The results, however, were unmistakable. With Gaza's ambulance service stretched far beyond its normal capacity, the first mangled bodies arrived in private cars as locals scrambled to save the lives of the shoppers caught up in the carnage. The first to be carried in was a boy, his face masked in blood from a head wound, as medics hurried him into the overcrowded emergency rooms. The next car delivered a girl, perhaps 12 or 13 years old, her entrails blown out through a hole in her back by shrapnel.
Soon afterwards, an ambulance arrived ferrying a man whose legs had been cut to pieces by the blast. The driver left his vehicle in the forecourt as he jumped out to help to carry the critically ill patient inside — but almost immediately more ambulances started streaming in, their paths blocked by the first.
Chaos erupted outside the hospital entrance as a traffic jam of desperate ambulance and car drivers log-jammed the already restricted space. Unable to find the first ambulance driver or the keys to the vehicle, people were forced to simply push it out of the way before the macabre procession of the dead and the maimed could resume.

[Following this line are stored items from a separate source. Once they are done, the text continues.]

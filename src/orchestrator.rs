//! Run orchestration: configuration, worker lifetimes and the final outcome

use std::{sync::Arc, thread};

use log::info;
use rand::{rngs::StdRng, SeedableRng};

use crate::{
    error::{ChecksumMismatch, HandoffError, Result},
    region::{SharedRegion, BLOCK_SIZE, MAX_REGION_SIZE},
    sync::{ExclusionLock, SlotSignal},
    worker::{Consumer, Producer},
};

/// Configuration for a handoff run
#[derive(Debug, Clone)]
pub struct HandoffConfig {
    /// Total size of the shared region in bytes; a positive multiple of
    /// [`BLOCK_SIZE`], at most [`MAX_REGION_SIZE`]
    pub region_size: usize,
    /// Number of full-buffer produce/consume cycles; at least 1
    pub repeat_count: usize,
    /// Optional seed for deterministic payload generation
    pub seed: Option<u64>,
}

impl HandoffConfig {
    /// Create a configuration with entropy-seeded payload generation
    pub fn new(region_size: usize, repeat_count: usize) -> Self {
        Self {
            region_size,
            repeat_count,
            seed: None,
        }
    }

    /// Use a fixed seed for the producer's random source
    pub fn with_seed(mut self, seed: u64) -> Self {
        self.seed = Some(seed);
        self
    }

    /// Validate the configuration
    pub fn validate(&self) -> Result<()> {
        if self.region_size == 0 || self.region_size % BLOCK_SIZE != 0 {
            return Err(HandoffError::config(
                "region_size",
                format!("must be a positive multiple of {}", BLOCK_SIZE),
            ));
        }
        if self.region_size > MAX_REGION_SIZE {
            return Err(HandoffError::config(
                "region_size",
                format!("must not exceed {} bytes", MAX_REGION_SIZE),
            ));
        }
        if self.repeat_count == 0 {
            return Err(HandoffError::config("repeat_count", "must be at least 1"));
        }
        Ok(())
    }
}

/// Lifecycle of an orchestrated run
#[derive(Debug, Clone, Copy, PartialEq, Eq)]
pub enum RunState {
    /// Not started yet
    Idle,
    /// Workers are executing
    Running,
    /// Every cycle passed validation
    Completed,
    /// Configuration, infrastructure or checksum failure
    Failed,
}

/// Counters from a successful run
#[derive(Debug, Clone, Copy, PartialEq, Eq)]
pub struct RunReport {
    /// Number of full-buffer cycles executed
    pub cycles: usize,
    /// Blocks per cycle (region size / block size)
    pub blocks_per_cycle: usize,
    /// Total blocks produced across all cycles
    pub blocks_produced: usize,
    /// Total blocks validated across all cycles
    pub blocks_consumed: usize,
}

/// Terminal state of a whole run
#[derive(Debug, Clone, Copy, PartialEq, Eq)]
pub enum Outcome {
    /// Every block of every cycle passed validation
    Success {
        /// Produce/consume counters for the run
        report: RunReport,
    },
    /// The consumer detected a corrupted block; the run stopped there
    ChecksumMismatch(ChecksumMismatch),
}

impl Outcome {
    /// Whether the run completed without corruption
    pub fn is_success(&self) -> bool {
        matches!(self, Outcome::Success { .. })
    }
}

/// Owner of the shared region, the signal pair and both worker lifetimes
#[derive(Debug)]
pub struct Orchestrator {
    config: HandoffConfig,
    state: RunState,
}

impl Orchestrator {
    /// Create an orchestrator for the given configuration
    pub fn new(config: HandoffConfig) -> Self {
        Self {
            config,
            state: RunState::Idle,
        }
    }

    /// Current lifecycle state
    pub fn state(&self) -> RunState {
        self.state
    }

    /// The configuration this orchestrator runs
    pub fn config(&self) -> &HandoffConfig {
        &self.config
    }

    /// Execute one complete run: validate the configuration, allocate the
    /// region, start both workers as threads, join them and report the
    /// outcome.
    ///
    /// A checksum mismatch is a terminal [`Outcome`], not an `Err`;
    /// configuration and synchronization failures are errors. In either
    /// failure case both signals are closed before returning, so neither
    /// worker is left blocked.
    pub fn run(&mut self) -> Result<Outcome> {
        self.state = RunState::Running;
        let result = self.run_workers();
        self.state = match &result {
            Ok(outcome) if outcome.is_success() => RunState::Completed,
            _ => RunState::Failed,
        };
        result
    }

    fn run_workers(&self) -> Result<Outcome> {
        self.config.validate()?;

        let region = SharedRegion::new(self.config.region_size, BLOCK_SIZE)?;
        let blocks_per_cycle = region.block_count();
        let cycles = self.config.repeat_count;
        info!(
            "starting handoff run: {} blocks per cycle, {} cycles",
            blocks_per_cycle, cycles
        );

        let region = Arc::new(ExclusionLock::new(region));
        // One round may start immediately; no block is ready yet
        let empty = Arc::new(SlotSignal::new("empty", 1));
        let full = Arc::new(SlotSignal::new("full", 0));

        let rng = match self.config.seed {
            Some(seed) => StdRng::seed_from_u64(seed),
            None => StdRng::from_entropy(),
        };
        let mut producer = Producer::new(
            Arc::clone(&region),
            Arc::clone(&empty),
            Arc::clone(&full),
            cycles,
            rng,
        );
        let mut consumer = Consumer::new(
            Arc::clone(&region),
            Arc::clone(&empty),
            Arc::clone(&full),
            cycles,
        );

        let producer_handle = thread::Builder::new()
            .name("producer".into())
            .spawn(move || producer.run())
            .map_err(|e| HandoffError::sync(format!("failed to spawn producer thread: {}", e)))?;

        let consumer_handle = match thread::Builder::new()
            .name("consumer".into())
            .spawn(move || consumer.run())
        {
            Ok(handle) => handle,
            Err(e) => {
                let _ = empty.close();
                let _ = full.close();
                let _ = producer_handle.join();
                return Err(HandoffError::sync(format!(
                    "failed to spawn consumer thread: {}",
                    e
                )));
            }
        };

        // The consumer is the only worker with a domain-level failure path.
        // If it stops early the producer may be parked on the next cycle's
        // empty permit; closing both signals retires it.
        let consumer_result = consumer_handle.join();
        if !matches!(consumer_result, Ok(Ok(_))) {
            let _ = empty.close();
            let _ = full.close();
        }
        let producer_result = producer_handle.join();

        let blocks_consumed = match consumer_result {
            Ok(Ok(consumed)) => consumed,
            Ok(Err(HandoffError::Mismatch(mismatch))) => {
                return Ok(Outcome::ChecksumMismatch(mismatch));
            }
            Ok(Err(e)) => return Err(e),
            Err(_) => return Err(HandoffError::sync("consumer thread panicked")),
        };
        let blocks_produced = match producer_result {
            Ok(Ok(produced)) => produced,
            Ok(Err(e)) => return Err(e),
            Err(_) => return Err(HandoffError::sync("producer thread panicked")),
        };

        info!(
            "handoff run complete: {} blocks produced, {} blocks validated",
            blocks_produced, blocks_consumed
        );
        Ok(Outcome::Success {
            report: RunReport {
                cycles,
                blocks_per_cycle,
                blocks_produced,
                blocks_consumed,
            },
        })
    }
}

#[cfg(test)]
mod tests {
    use super::*;

    #[test]
    fn test_config_validation() {
        assert!(HandoffConfig::new(64, 1).validate().is_ok());
        assert!(HandoffConfig::new(64_000, 10).validate().is_ok());

        assert!(HandoffConfig::new(33, 1).validate().is_err());
        assert!(HandoffConfig::new(0, 1).validate().is_err());
        assert!(HandoffConfig::new(70_000, 1).validate().is_err());
        assert!(HandoffConfig::new(64, 0).validate().is_err());
    }

    #[test]
    fn test_state_starts_idle() {
        let orchestrator = Orchestrator::new(HandoffConfig::new(64, 1));
        assert_eq!(orchestrator.state(), RunState::Idle);
    }

    #[test]
    fn test_invalid_config_fails_before_any_worker_starts() {
        let mut orchestrator = Orchestrator::new(HandoffConfig::new(33, 1));
        assert!(matches!(
            orchestrator.run(),
            Err(HandoffError::Config { .. })
        ));
        assert_eq!(orchestrator.state(), RunState::Failed);
    }
}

Medics said five people were killed in the market bombing and 40 wounded. Israel said it had no knowledge of a market being hit. At the same time, victims from other areas of the bombarded city were streaming in, including two elderly women in housecoats.
Doctors at the hospital were exhausted by the constant stream of casualties and the ever-present fear that they would run out of medical supplies or diesel fuel for their generators, which would result in life-support systems shutting down. Yet each minute they had to make life-or-death triage judgments.
“We are so tired we are probably making poor decisions about who to save and who not to,” said one drawn-looking doctor. “I think we are losing patients because of this.”
A Norwegian volunteer doctor, Eric Fosse, working at al-Shifa, the central hospital of Gaza City, said that almost 30 per cent of the casualties he had seen were children. He said two young boys had been hit by shrapnel when they were playing on the roof of their house because their parents had forbidden them from going on to Gaza's deadly streets. One was killed and the other critically wounded, with one leg amputated.
Palestinian medics said a tank shell killed five members of the same family as they were driving in their car near Gaza City, as desperate civilians fled areas of fighting. Among the dead was a 14-year-old girl, they said.
Through it all, the onslaught continued, with explosions and the menacing thud of heavy machinegun fire echoing across the strip as the day turned into yet another terrifying, sleepless night.